*** Begin section ***

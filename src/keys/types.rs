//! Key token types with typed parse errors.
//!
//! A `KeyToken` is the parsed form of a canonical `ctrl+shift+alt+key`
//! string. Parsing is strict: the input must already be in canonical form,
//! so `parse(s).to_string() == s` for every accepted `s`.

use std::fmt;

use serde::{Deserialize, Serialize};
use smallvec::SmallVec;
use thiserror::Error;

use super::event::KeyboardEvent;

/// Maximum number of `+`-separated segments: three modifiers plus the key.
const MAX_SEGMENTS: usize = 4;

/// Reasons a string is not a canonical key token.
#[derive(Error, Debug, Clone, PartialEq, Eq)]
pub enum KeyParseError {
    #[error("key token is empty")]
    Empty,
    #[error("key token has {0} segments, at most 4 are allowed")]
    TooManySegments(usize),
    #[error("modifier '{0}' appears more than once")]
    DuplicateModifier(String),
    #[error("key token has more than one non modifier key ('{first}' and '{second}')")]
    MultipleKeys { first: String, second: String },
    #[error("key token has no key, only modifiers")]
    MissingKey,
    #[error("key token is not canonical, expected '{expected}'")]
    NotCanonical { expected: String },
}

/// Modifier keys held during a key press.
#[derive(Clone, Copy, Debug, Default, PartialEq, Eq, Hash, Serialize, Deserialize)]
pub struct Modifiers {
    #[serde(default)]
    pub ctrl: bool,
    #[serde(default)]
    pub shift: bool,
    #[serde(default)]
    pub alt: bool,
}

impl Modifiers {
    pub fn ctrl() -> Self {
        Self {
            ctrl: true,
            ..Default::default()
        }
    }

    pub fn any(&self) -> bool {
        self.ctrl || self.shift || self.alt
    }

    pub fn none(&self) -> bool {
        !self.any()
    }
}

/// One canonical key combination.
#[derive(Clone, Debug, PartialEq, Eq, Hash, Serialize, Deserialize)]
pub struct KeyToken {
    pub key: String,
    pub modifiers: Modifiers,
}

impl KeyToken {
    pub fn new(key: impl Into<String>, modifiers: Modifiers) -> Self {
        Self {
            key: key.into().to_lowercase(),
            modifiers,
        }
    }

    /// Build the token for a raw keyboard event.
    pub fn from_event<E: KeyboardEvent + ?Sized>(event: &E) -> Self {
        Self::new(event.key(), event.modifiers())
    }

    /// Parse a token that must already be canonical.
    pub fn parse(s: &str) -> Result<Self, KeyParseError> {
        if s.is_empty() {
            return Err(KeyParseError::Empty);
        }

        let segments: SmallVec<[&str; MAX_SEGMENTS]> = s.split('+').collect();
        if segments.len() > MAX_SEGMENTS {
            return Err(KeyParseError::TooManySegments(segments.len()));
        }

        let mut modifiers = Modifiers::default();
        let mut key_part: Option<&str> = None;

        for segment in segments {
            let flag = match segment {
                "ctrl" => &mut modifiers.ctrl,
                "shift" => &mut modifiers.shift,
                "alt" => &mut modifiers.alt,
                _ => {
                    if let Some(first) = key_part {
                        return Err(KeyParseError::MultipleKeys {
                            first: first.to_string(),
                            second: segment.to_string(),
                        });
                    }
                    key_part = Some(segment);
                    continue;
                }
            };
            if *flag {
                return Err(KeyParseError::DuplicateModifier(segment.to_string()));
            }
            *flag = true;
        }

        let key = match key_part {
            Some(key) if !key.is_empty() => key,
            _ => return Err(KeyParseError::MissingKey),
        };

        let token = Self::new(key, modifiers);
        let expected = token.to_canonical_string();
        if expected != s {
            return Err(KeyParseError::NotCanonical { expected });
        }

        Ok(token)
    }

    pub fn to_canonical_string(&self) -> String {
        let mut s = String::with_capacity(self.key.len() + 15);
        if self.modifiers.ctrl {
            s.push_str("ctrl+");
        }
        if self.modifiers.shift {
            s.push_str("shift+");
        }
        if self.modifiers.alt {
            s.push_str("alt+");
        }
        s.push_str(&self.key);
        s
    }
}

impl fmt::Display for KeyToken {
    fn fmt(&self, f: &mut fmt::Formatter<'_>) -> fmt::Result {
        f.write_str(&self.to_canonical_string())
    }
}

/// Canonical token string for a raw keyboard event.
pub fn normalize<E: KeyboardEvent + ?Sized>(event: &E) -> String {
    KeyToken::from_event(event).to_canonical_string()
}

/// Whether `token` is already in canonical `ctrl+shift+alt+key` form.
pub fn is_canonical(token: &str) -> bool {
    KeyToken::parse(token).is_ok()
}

*** End section ***
*** Begin section ***

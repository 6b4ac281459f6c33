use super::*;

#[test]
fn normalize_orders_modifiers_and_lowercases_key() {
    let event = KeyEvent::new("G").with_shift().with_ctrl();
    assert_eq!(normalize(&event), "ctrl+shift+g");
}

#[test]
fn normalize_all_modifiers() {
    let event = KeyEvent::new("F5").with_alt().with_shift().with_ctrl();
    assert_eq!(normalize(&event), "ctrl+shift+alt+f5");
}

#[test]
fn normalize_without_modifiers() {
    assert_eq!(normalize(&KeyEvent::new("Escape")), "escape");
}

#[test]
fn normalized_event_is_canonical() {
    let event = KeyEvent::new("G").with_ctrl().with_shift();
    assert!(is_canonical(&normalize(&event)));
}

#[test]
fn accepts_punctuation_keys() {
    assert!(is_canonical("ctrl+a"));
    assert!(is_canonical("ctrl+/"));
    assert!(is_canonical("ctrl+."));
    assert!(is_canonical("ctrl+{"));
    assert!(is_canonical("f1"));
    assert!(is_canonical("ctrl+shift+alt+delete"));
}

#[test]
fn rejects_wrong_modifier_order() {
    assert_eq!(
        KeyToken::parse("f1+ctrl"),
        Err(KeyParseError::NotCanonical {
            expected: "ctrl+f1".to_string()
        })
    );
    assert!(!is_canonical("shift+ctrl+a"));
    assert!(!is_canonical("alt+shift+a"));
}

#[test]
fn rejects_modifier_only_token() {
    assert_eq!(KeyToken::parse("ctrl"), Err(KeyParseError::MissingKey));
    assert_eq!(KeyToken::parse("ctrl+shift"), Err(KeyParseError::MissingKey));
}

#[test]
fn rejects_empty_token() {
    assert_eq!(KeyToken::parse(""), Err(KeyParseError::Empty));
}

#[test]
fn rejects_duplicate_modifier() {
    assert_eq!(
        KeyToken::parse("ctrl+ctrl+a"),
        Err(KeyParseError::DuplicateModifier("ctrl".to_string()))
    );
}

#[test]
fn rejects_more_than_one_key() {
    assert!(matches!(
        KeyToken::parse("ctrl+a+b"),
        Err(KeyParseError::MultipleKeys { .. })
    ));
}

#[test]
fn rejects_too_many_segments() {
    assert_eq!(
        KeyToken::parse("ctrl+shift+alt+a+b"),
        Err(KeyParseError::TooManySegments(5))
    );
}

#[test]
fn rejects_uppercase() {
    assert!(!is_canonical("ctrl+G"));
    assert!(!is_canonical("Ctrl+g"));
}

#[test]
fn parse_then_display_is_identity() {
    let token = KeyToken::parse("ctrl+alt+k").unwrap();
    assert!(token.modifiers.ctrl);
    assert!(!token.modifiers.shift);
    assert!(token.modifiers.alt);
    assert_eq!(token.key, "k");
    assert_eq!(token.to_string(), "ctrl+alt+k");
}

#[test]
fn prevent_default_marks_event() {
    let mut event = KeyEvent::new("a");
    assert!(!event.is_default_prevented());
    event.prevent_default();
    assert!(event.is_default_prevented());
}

*** End section ***

Task requirements: Tally the lines of the material in which the string "Hash" occurs, and present only that tally.

Exercise result: 2